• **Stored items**
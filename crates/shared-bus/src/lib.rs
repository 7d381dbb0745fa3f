//! # Shared Bus - Ledger Notification Stream
//!
//! Carries ledger notifications from the wave ledger to any number of
//! subscribers (UI layers, indexers, loggers).
//!
//! ```text
//! ┌──────────────┐                    ┌──────────────┐
//! │ Wave Ledger  │                    │  Subscriber  │
//! │              │    publish()       │   (UI etc.)  │
//! │              │ ──────┐            │              │
//! └──────────────┘       │            └──────────────┘
//!                        ▼                    ↑
//!                  ┌──────────────┐          │
//!                  │  Event Bus   │          │
//!                  │              │ ─────────┘
//!                  └──────────────┘  subscribe()
//! ```
//!
//! ## Delivery
//!
//! - Best-effort: publishing with no subscribers drops the event.
//! - A subscriber that falls more than the channel capacity behind skips the
//!   oldest events and keeps going.
//! - Dropping a `Subscription` unsubscribes.

// Nursery lints that are too strict
#![allow(clippy::missing_const_for_fn)]
// Allow in tests
#![cfg_attr(test, allow(clippy::unwrap_used))]
#![cfg_attr(test, allow(clippy::expect_used))]
#![cfg_attr(test, allow(clippy::panic))]

pub mod events;
pub mod publisher;
pub mod subscriber;

// Re-export main types
pub use events::{EventFilter, EventTopic, LedgerEvent};
pub use publisher::{EventPublisher, InMemoryEventBus};
pub use subscriber::{EventStream, Subscription, SubscriptionError};

/// Maximum events to buffer per subscriber before the oldest are skipped.
pub const DEFAULT_CHANNEL_CAPACITY: usize = 1000;
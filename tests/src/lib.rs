//! # Wave Ledger Test Suite
//!
//! ## Structure
//!
//! ```text
//! tests/src/
//! ├── fixtures.rs       # Shared ledger wiring for tests and benches
//! ├── integration/      # Cross-crate flows (ledger + bus + store)
//! │   ├── portal.rs     # Public wave flows
//! │   ├── events.rs     # Notifications over the event bus
//! │   └── persistence.rs# Restart from the file-backed log
//! └── properties.rs     # Property tests over submission sequences
//! ```
//!
//! ## Running Tests
//!
//! ```bash
//! cargo test -p wave-tests
//! cargo test -p wave-tests integration::
//! cargo bench -p wave-tests
//! ```

pub mod fixtures;
pub mod integration;
pub mod properties;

• **Task description**
Search the entries above for the string "clippy". Copy each line that holds it.

• **Answer to this task**
#![allow(clippy::missing_const_for_fn)]
#![cfg_attr(test, allow(clippy::unwrap_used))]
#![cfg_attr(test, allow(clippy::expect_used))]
#![cfg_attr(test, allow(clippy::panic))]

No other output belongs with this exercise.